1968 yılında İstanbul Kazlıçeşme’de bulunan Derby Lastik fabrikasının patronu, işçileri kendi kurduğu Kauçuk-İş Sendikasına geçirmek için baskı yapıyordu. Lastik-İş’te örgütlü olan işçiler işten atma tehditleriyle, baskıyla, hatta patronun adamları tarafından dövülerek sendikadan istifaya zorlanıyordu. Patron bu yöntemlerle işçileri vazgeçiremeyince derhal Kauçuk-İş’le sözleşme imzalamaya girişti. Bu emrivaki, işçilerin sabrını taşırmıştı. Derby işçileri patronun tutumuna karşılık sendika seçme hakkına sahip çıkarak fabrikayı işgal etme kararı aldılar. Bu karar evvelinde her türlü hazırlığı yapan işçiler, evleri, kahvehaneleri bir bir dolaşarak tüm işçileri işgale ikna ettiler. Ücretlerinde, sosyal haklarında, yemeklerinde iyileştirmeler yapılmasını ve fabrikada yapacakları referandumla patronun Lastik-İş’le toplu sözleşmeye oturmasını sağlamayı amaçlıyorlardı. Sendikal faaliyetler nedeniyle işten atılmaları önlemek, işçilere baskı uygulayan, hakaretler yağdıran müdür ve yöneticilerin işine son verilmesini sağlamak istiyorlardı.

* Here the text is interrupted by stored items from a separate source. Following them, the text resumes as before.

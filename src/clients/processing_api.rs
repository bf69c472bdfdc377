//! 处理服务接口
//!
//! 编排层只依赖这个 trait，测试时可以替换为 mock 或脚本化的假服务

use async_trait::async_trait;
use std::path::Path;

use crate::clients::wire::{FinalizeResponse, HealthStatus, JobRequest, PageResponse};
use crate::error::ApiError;
use crate::models::document::{BootstrapParams, BootstrapResult, DocumentReference};
use crate::models::output::{DeliverableLocator, OutputConfig};

/// 远程处理服务的逻辑操作
///
/// 返回的 `ApiError` 只描述传输层问题，由调用方映射为具体的运行错误。
/// `success=false` 的响应在这一层就会转换为 `ApiError::Unsuccessful`。
#[cfg_attr(test, mockall::automock)]
#[async_trait]
pub trait ProcessingApi: Send + Sync {
    /// 服务健康检查
    async fn health(&self) -> Result<HealthStatus, ApiError>;

    /// 上传单个文档
    async fn ingest_document(&self, path: &Path) -> Result<DocumentReference, ApiError>;

    /// 从远程存储拉取文档列表及预填提示词
    async fn bootstrap(&self, params: &BootstrapParams) -> Result<BootstrapResult, ApiError>;

    /// 创建任务，返回任务 ID
    async fn create_job(&self, request: &JobRequest) -> Result<String, ApiError>;

    /// 提交一页
    async fn submit_page(
        &self,
        job_id: &str,
        page: u32,
        document_name: &str,
    ) -> Result<PageResponse, ApiError>;

    /// 合并多个任务的结果
    async fn finalize_batch(
        &self,
        job_ids: &[String],
        output: &OutputConfig,
    ) -> Result<FinalizeResponse, ApiError>;

    /// 下载结果文件
    async fn fetch_deliverable(&self, locator: &DeliverableLocator) -> Result<Vec<u8>, ApiError>;
}
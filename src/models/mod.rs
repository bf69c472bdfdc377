pub mod document;
pub mod loaders;
pub mod output;
pub mod page_result;
pub mod plan;
pub mod prompt;

pub use document::{BootstrapParams, BootstrapResult, DocumentReference};
pub use loaders::{load_run_request, parse_run_request, RunRequest};
pub use output::{Deliverable, DeliverableLocator, OutputConfig, RunOutcome};
pub use page_result::{FinalizationHints, PageResult};
pub use plan::{PlanEntry, RunMode, WorkPlan};
pub use prompt::{PromptConfig, PromptDefaults, PromptInput};
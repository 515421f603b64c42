//! Book push parsing.
//!
//! Venue levels arrive as `[price, size, ...]` string arrays. Levels that
//! fail to parse, or carry a non-positive price or negative size, are
//! dropped; a book left with an empty side is rejected.

use crate::error::{FeedError, FeedResult};
use serde::Deserialize;
use std::sync::atomic::{AtomicU64, Ordering};
use tracing::{debug, trace, warn};
use veloz_core::{OrderBookSnapshot, Price, PriceLevel, Size, TradeHint, TradeSide};
use veloz_ws::PushMessage;

/// Rejection statistics, shared across every push the parser sees.
#[derive(Debug, Default)]
pub struct RejectionStats {
    /// Pushes that could not be decoded at all.
    pub malformed_count: AtomicU64,
    /// Books rejected for an empty side after filtering.
    pub empty_side_count: AtomicU64,
    /// Individual levels dropped during filtering.
    pub dropped_level_count: AtomicU64,
    /// Books accepted.
    pub accepted_count: AtomicU64,
}

impl RejectionStats {
    pub fn malformed(&self) -> u64 {
        self.malformed_count.load(Ordering::Relaxed)
    }

    pub fn empty_side(&self) -> u64 {
        self.empty_side_count.load(Ordering::Relaxed)
    }

    pub fn dropped_levels(&self) -> u64 {
        self.dropped_level_count.load(Ordering::Relaxed)
    }

    pub fn accepted(&self) -> u64 {
        self.accepted_count.load(Ordering::Relaxed)
    }
}

/// Raw book entry inside a push's `data` array.
#[derive(Debug, Deserialize)]
struct RawBook {
    #[serde(default)]
    asks: Vec<Vec<serde_json::Value>>,
    #[serde(default)]
    bids: Vec<Vec<serde_json::Value>>,
    #[serde(default)]
    ts: Option<serde_json::Value>,
    #[serde(rename = "lastPx", default)]
    last_px: Option<String>,
    #[serde(default)]
    side: Option<String>,
    #[serde(default)]
    sz: Option<String>,
}

/// Book push parser.
#[derive(Debug, Default)]
pub struct BookParser {
    stats: RejectionStats,
}

impl BookParser {
    pub fn new() -> Self {
        Self::default()
    }

    pub fn stats(&self) -> &RejectionStats {
        &self.stats
    }

    /// Parse the first book of a push into a validated snapshot.
    ///
    /// Every push is treated as a complete book; incremental `update`
    /// actions are not merged.
    pub fn parse(&self, push: &PushMessage) -> FeedResult<OrderBookSnapshot> {
        let result = self.parse_inner(push);
        match &result {
            Ok(_) => {
                self.stats.accepted_count.fetch_add(1, Ordering::Relaxed);
            }
            Err(FeedError::Rejected(e)) => {
                self.stats.empty_side_count.fetch_add(1, Ordering::Relaxed);
                debug!(inst_id = %push.arg.inst_id, error = %e, "Book rejected");
            }
            Err(e) => {
                self.stats.malformed_count.fetch_add(1, Ordering::Relaxed);
                warn!(inst_id = %push.arg.inst_id, error = %e, "Malformed book push");
            }
        }
        result
    }

    fn parse_inner(&self, push: &PushMessage) -> FeedResult<OrderBookSnapshot> {
        let first = push.data.first().ok_or(FeedError::EmptyPush)?;
        let raw: RawBook = serde_json::from_value(first.clone())
            .map_err(|e| FeedError::ParseError(format!("Invalid book entry: {e}")))?;

        let ts_ms = match &raw.ts {
            Some(value) => parse_ts(value)?,
            None => return Err(FeedError::ParseError("Missing ts".to_string())),
        };

        let bids = self.parse_levels(&raw.bids);
        let asks = self.parse_levels(&raw.asks);

        let snapshot = OrderBookSnapshot::from_levels(push.arg.inst_id.clone(), bids, asks, ts_ms)?;

        let hint = trade_hint(&raw);
        let snapshot = if hint == TradeHint::default() {
            snapshot
        } else {
            snapshot.with_trade(hint)
        };

        trace!(
            inst_id = %snapshot.inst_id,
            bids = snapshot.bids().len(),
            asks = snapshot.asks().len(),
            ts_ms,
            "Parsed book"
        );

        Ok(snapshot)
    }

    fn parse_levels(&self, raw: &[Vec<serde_json::Value>]) -> Vec<PriceLevel> {
        let levels: Vec<PriceLevel> = raw
            .iter()
            .filter_map(|entry| parse_level(entry))
            .filter(PriceLevel::is_valid)
            .collect();

        let dropped = raw.len() - levels.len();
        if dropped > 0 {
            self.stats
                .dropped_level_count
                .fetch_add(dropped as u64, Ordering::Relaxed);
        }
        levels
    }
}

fn parse_level(entry: &[serde_json::Value]) -> Option<PriceLevel> {
    let price: Price = value_str(entry.first()?)?.parse().ok()?;
    let size: Size = value_str(entry.get(1)?)?.parse().ok()?;
    Some(PriceLevel::new(price, size))
}

fn value_str(value: &serde_json::Value) -> Option<String> {
    match value {
        serde_json::Value::String(s) => Some(s.clone()),
        serde_json::Value::Number(n) => Some(n.to_string()),
        _ => None,
    }
}

fn parse_ts(value: &serde_json::Value) -> FeedResult<i64> {
    value_str(value)
        .and_then(|s| s.parse::<i64>().ok())
        .ok_or_else(|| FeedError::ParseError(format!("Invalid ts: {value}")))
}

fn parse_side(raw: &str) -> Option<TradeSide> {
    match raw.to_ascii_lowercase().as_str() {
        "buy" | "bid" => Some(TradeSide::Buy),
        "sell" | "ask" => Some(TradeSide::Sell),
        _ => None,
    }
}

fn trade_hint(raw: &RawBook) -> TradeHint {
    TradeHint {
        price: raw
            .last_px
            .as_deref()
            .and_then(|s| s.parse::<Price>().ok())
            .filter(Price::is_positive),
        side: raw.side.as_deref().and_then(parse_side),
        size: raw
            .sz
            .as_deref()
            .and_then(|s| s.parse::<Size>().ok())
            .filter(|s| !s.is_negative()),
    }
}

6 gece 6 gün süren işgalin son günüydü. İş Mahkemesinden gelen hâkim işçilere yaptıkları eylemin yasal olmadığını, suç olduğunu ve 6 seneye kadar ceza alabileceklerini söyleyerek işgale son vermelerini istedi. İşçilerse sendikadan vazgeçmediklerini, referandum istediklerini belirterek şöyle cevap verdiler: “Biz Kauçuk-İş’i istemiyoruz, bizim sendikamız Lastik-İş’tir. Eğer oylamada Kauçuk-İş çoğunluktaysa biz çeker gideriz, aksi takdirde fabrikadan ayrılmayız.” İşgalin ve referandumun yasal olmadığını söyleyen hâkim 1,5 saat dil döktü ama işçileri referandum talebinden vazgeçiremedi. Bunun üzerine hâkim iki çuval getirterek oylama yaptırdı. Oylamadan sonra, hâkimin “bana güvenmiyor musunuz?” diyerek çuvalları götürmeye çalışmasına karşı çıkan işçiler başladıkları işin sonuna kadar takipçisi olacaklarını belirterek oyları kendi şahitleriyle saydırdılar. Sonuçta Kauçuk-İş’in aldığı 6 oya karşılık Lastik-İş 930 oy aldı, zafer Derby işçilerinin oldu! İlk zaferin ardından işçiler fabrikayı hemen terk etmeyerek patronla Lastik-İş arasında bir protokol imzalattırdılar. Haklı ve meşru bir mücadele vererek patronun oyunlarına, Türk-İş/Kauçuk-İş bürokratlarına, yasal engellere rağmen tüm taleplerini kabul ettirdiler.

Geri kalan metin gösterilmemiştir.